Ed Dept pushes back on Grand Canyon U’s claims it should be a nonprofit

by Joseph K. Clark

Dive Brief:

  • IN COURT FILINGS FRIDAY, the U.S. Department of Education denied Grand Canyon University’s assertions that the agency wrongly refused the school’s request to change from for-profit to nonprofit status to receive federal student aid.
  • Among Grand Canyon’s claims in a lawsuit filed earlier this year was that the department had a history of basing its decisions about tax status changes on those of the Internal Revenue Service, which approved the university’s request.
  • The response comes as Democratic lawmakers show increased interest in the department’s scrutiny of for-profit college conversions.

Dive Insight:


The department pushed back on a host of allegations from Grand Canyon about how it handled the school’s request to become a nonprofit institution. Grand Canyon argued that the department exceeded its authority by not following the IRS’s conclusion. It also said the agency went beyond its scope by questioning whether the university could have procured services it is now getting from its parent company from multiple providers or at a better price. And it alleged the department treated Grand Canyon differently from other institutions seeking to make a similar change.

Grand Canyon

The university split from its former parent company of the same name in mid-2018. It retained that firm as a services provider in exchange for a cut of tuition revenue. As part of the separation, the university sought to become a nonprofit college. The IRS approved the decision, but the department did not. Court filings show the department and university continued conversations about a potential status change following the agency’s rejection of the request in late 2019. The university altered its relationship with its former parent in response to the department’s concerns.
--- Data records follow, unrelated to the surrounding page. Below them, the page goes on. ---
//! # IPC Message Payloads
//!
//! Request/response types for driving the ledger over a message channel.
//!
//! Identity lives in the envelope only: `caller` is set by whatever
//! authenticated the submitter, never by the request body.

use crate::adapters::snapshot::LedgerSnapshot;
use crate::domain::anomaly::RateStatus;
use crate::domain::entities::{
    HistoryRecord, HistoryVerification, ProductView, RoleAssignment, RoleGrant, TransitionReceipt,
};
use crate::domain::value_objects::{Identity, ProductId, Role, RoleCode, Timestamp};
use crate::errors::LedgerError;
use crate::events::LedgerEvent;
use serde::{Deserialize, Serialize};
use uuid::Uuid;

/// Request envelope.
#[derive(Debug, Clone, PartialEq, Eq, Serialize, Deserialize)]
pub struct LedgerEnvelope {
    /// Correlation ID for request tracking.
    pub correlation_id: Uuid,
    /// Submitting identity.
    pub caller: Identity,
    /// Commit time. Filled from the handler's clock when absent.
    ///
    /// Cooldowns, rate windows and the premature-warranty rule all read this
    /// value, so only a trusted submitter (a replay harness or the node's own
    /// front end) may set it. Untrusted callers must leave it empty.
    #[serde(default)]
    pub timestamp: Option<Timestamp>,
    pub request: LedgerRequest,
}

/// Ledger operations, named after the method surface a UI calls.
#[derive(Debug, Clone, PartialEq, Eq, Serialize, Deserialize)]
#[serde(tag = "method", content = "params", rename_all = "camelCase")]
pub enum LedgerRequest {
    GrantRole {
        identity: Identity,
        role: RoleCode,
    },
    RoleOf {
        identity: Identity,
    },
    OwnerOf,
    MembersOf {
        role: RoleCode,
    },
    RoleAssignments,
    /// Grant log replay; `from = 0` replays from genesis.
    RoleGrants {
        #[serde(default)]
        from: u64,
    },
    CreateProduct {
        id: ProductId,
        info: String,
    },
    TransferProduct {
        id: ProductId,
        to: Identity,
        #[serde(default)]
        note: String,
    },
    WarrantyProduct {
        id: ProductId,
        #[serde(default)]
        note: String,
    },
    RepairProduct {
        id: ProductId,
        #[serde(default)]
        note: String,
    },
    GetProduct {
        id: ProductId,
    },
    IsProductSuspicious {
        id: ProductId,
    },
    GetSuspiciousReason {
        id: ProductId,
    },
    GetProductHistoryLength {
        id: ProductId,
    },
    GetProductHistoryRecord {
        id: ProductId,
        index: usize,
    },
    GetProductHistory {
        id: ProductId,
    },
    VerifyProductHistory {
        id: ProductId,
    },
    SuspiciousProducts,
    /// Rate standing of `identity`, or of the caller when absent.
    RateStatus {
        #[serde(default)]
        identity: Option<Identity>,
    },
    /// Notification feed replay.
    Events {
        #[serde(default)]
        from: u64,
    },
    Snapshot,
}

impl LedgerRequest {
    /// Method name, as it appears on the wire.
    #[must_use]
    pub fn method(&self) -> &'static str {
        match self {
            Self::GrantRole { .. } => "grantRole",
            Self::RoleOf { .. } => "roleOf",
            Self::OwnerOf => "ownerOf",
            Self::MembersOf { .. } => "membersOf",
            Self::RoleAssignments => "roleAssignments",
            Self::RoleGrants { .. } => "roleGrants",
            Self::CreateProduct { .. } => "createProduct",
            Self::TransferProduct { .. } => "transferProduct",
            Self::WarrantyProduct { .. } => "warrantyProduct",
            Self::RepairProduct { .. } => "repairProduct",
            Self::GetProduct { .. } => "getProduct",
            Self::IsProductSuspicious { .. } => "isProductSuspicious",
            Self::GetSuspiciousReason { .. } => "getSuspiciousReason",
            Self::GetProductHistoryLength { .. } => "getProductHistoryLength",
            Self::GetProductHistoryRecord { .. } => "getProductHistoryRecord",
            Self::GetProductHistory { .. } => "getProductHistory",
            Self::VerifyProductHistory { .. } => "verifyProductHistory",
            Self::SuspiciousProducts => "suspiciousProducts",
            Self::RateStatus { .. } => "rateStatus",
            Self::Events { .. } => "events",
            Self::Snapshot => "snapshot",
        }
    }

    /// Returns true for requests that change ledger state.
    #[must_use]
    pub fn is_write(&self) -> bool {
        matches!(
            self,
            Self::GrantRole { .. }
                | Self::CreateProduct { .. }
                | Self::TransferProduct { .. }
                | Self::WarrantyProduct { .. }
                | Self::RepairProduct { .. }
        )
    }
}

/// Successful result of a request.
#[derive(Debug, Clone, PartialEq, Eq, Serialize, Deserialize)]
#[serde(tag = "type", content = "value", rename_all = "snake_case")]
pub enum LedgerReply {
    Granted(RoleGrant),
    Receipt(TransitionReceipt),
    Role(Role),
    Identity(Identity),
    Identities(Vec<Identity>),
    Assignments(Vec<RoleAssignment>),
    Grants(Vec<RoleGrant>),
    Product(ProductView),
    Flag(bool),
    Reason(String),
    Length(usize),
    Record(HistoryRecord),
    History(Vec<HistoryRecord>),
    Verification(HistoryVerification),
    Products(Vec<ProductView>),
    RateStatus(RateStatus),
    Events(Vec<LedgerEvent>),
    Snapshot(LedgerSnapshot),
}

/// Error body carried by a failed response.
#[derive(Debug, Clone, PartialEq, Eq, Serialize, Deserialize)]
pub struct ErrorBody {
    /// Stable code: a `LedgerError` variant name, or `BadRequest`.
    pub code: String,
    /// Human-readable message.
    pub message: String,
    /// Earliest retry time for throttling rejections.
    #[serde(default, skip_serializing_if = "Option::is_none")]
    pub retry_at: Option<Timestamp>,
}

impl From<&LedgerError> for ErrorBody {
    fn from(err: &LedgerError) -> Self {
        Self {
            code: err.code().to_string(),
            message: err.to_string(),
            retry_at: err.retry_at(),
        }
    }
}

/// Response envelope.
#[derive(Debug, Clone, PartialEq, Eq, Serialize, Deserialize)]
pub struct LedgerResponseEnvelope {
    /// Correlation ID matching the request (nil when the request was unreadable).
    pub correlation_id: Uuid,
    #[serde(default, skip_serializing_if = "Option::is_none")]
    pub result: Option<LedgerReply>,
    #[serde(default, skip_serializing_if = "Option::is_none")]
    pub error: Option<ErrorBody>,
}

impl LedgerResponseEnvelope {
    #[must_use]
    pub fn ok(correlation_id: Uuid, reply: LedgerReply) -> Self {
        Self {
            correlation_id,
            result: Some(reply),
            error: None,
        }
    }

    #[must_use]
    pub fn rejected(correlation_id: Uuid, err: &LedgerError) -> Self {
        Self {
            correlation_id,
            result: None,
            error: Some(ErrorBody::from(err)),
        }
    }

    /// Response for input that could not be parsed into an envelope.
    #[must_use]
    pub fn bad_request(correlation_id: Uuid, message: impl Into<String>) -> Self {
        Self {
            correlation_id,
            result: None,
            error: Some(ErrorBody {
                code: "BadRequest".to_string(),
                message: message.into(),
                retry_at: None,
            }),
        }
    }

    #[must_use]
    pub fn is_ok(&self) -> bool {
        self.error.is_none()
    }

    /// Error code, if the request failed.
    #[must_use]
    pub fn error_code(&self) -> Option<&str> {
        self.error.as_ref().map(|e| e.code.as_str())
    }
}
//! # In-Memory Event Feed
//!
//! [`EventSink`] adapter combining a retained log (replay from any sequence,
//! including genesis) with a broadcast channel for live subscribers.

use crate::domain::value_objects::Timestamp;
use crate::events::{LedgerEvent, LedgerEventKind};
use crate::ports::outbound::EventSink;
use async_trait::async_trait;
use std::sync::atomic::{AtomicU64, Ordering};
use std::sync::{PoisonError, RwLock};
use tokio::sync::broadcast;
use tracing::debug;

/// Default broadcast channel capacity.
pub const DEFAULT_FEED_CAPACITY: usize = 1024;

/// Retained, broadcast notification feed.
#[derive(Debug)]
pub struct InMemoryEventFeed {
    sender: broadcast::Sender<LedgerEvent>,
    log: RwLock<Vec<LedgerEvent>>,
    events_published: AtomicU64,
}

impl InMemoryEventFeed {
    #[must_use]
    pub fn new() -> Self {
        Self::with_capacity(DEFAULT_FEED_CAPACITY)
    }

    #[must_use]
    pub fn with_capacity(capacity: usize) -> Self {
        let (sender, _) = broadcast::channel(capacity.max(1));
        Self {
            sender,
            log: RwLock::new(Vec::new()),
            events_published: AtomicU64::new(0),
        }
    }

    /// Receive every event published from now on.
    ///
    /// A receiver that falls more than the channel capacity behind gets
    /// `RecvError::Lagged` and should catch up through `replay`.
    #[must_use]
    pub fn subscribe(&self) -> broadcast::Receiver<LedgerEvent> {
        self.sender.subscribe()
    }

    #[must_use]
    pub fn subscriber_count(&self) -> usize {
        self.sender.receiver_count()
    }
}

impl Default for InMemoryEventFeed {
    fn default() -> Self {
        Self::new()
    }
}

#[async_trait]
impl EventSink for InMemoryEventFeed {
    async fn publish(&self, timestamp: Timestamp, kind: LedgerEventKind) -> LedgerEvent {
        let event = {
            let mut log = self.log.write().unwrap_or_else(PoisonError::into_inner);
            let event = LedgerEvent {
                sequence: log.len() as u64,
                timestamp,
                kind,
            };
            log.push(event.clone());
            event
        };
        self.events_published.fetch_add(1, Ordering::Relaxed);

        // No live subscribers is fine: the log still has it.
        let receivers = self.sender.send(event.clone()).unwrap_or(0);
        debug!(
            sequence = event.sequence,
            event = event.kind.name(),
            receivers,
            "Event published"
        );
        event
    }

    async fn replay(&self, from: u64) -> Vec<LedgerEvent> {
        let log = self.log.read().unwrap_or_else(PoisonError::into_inner);
        let start = usize::try_from(from).map_or(log.len(), |n| n.min(log.len()));
        log[start..].to_vec()
    }

    fn events_published(&self) -> u64 {
        self.events_published.load(Ordering::Relaxed)
    }
}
Now, Grand Canyon is turning to the courts. In its lawsuit filed Feb. 2, the university called the department’s decision to keep it a for-profit “arbitrary and capricious” and lacking “fundamental fairness.” The legal challenge is playing out as Democratic lawmakers take a renewed interest in how the department handles these transactions. Legislation proposed last week would expand the Higher Education Act’s oversight of the process by which for-profit colleges convert to nonprofit status. Its provisions include requiring transitioning schools to be subject to regulations for proprietary colleges for at least five years and setting up an office within the department to oversee these transactions.

A report from the U.S. Government Accountability Office released earlier this year highlighted concerns with how the IRS and department process the conversions. It advised the department to monitor the audited financial statements of all newly converted nonprofit colleges to determine whether there’s a risk of insiders benefiting improperly. ACCORDING TO THE REPORT, the GAO found the potential for unfair insider benefit in two of the three cases it reviewed in-depth.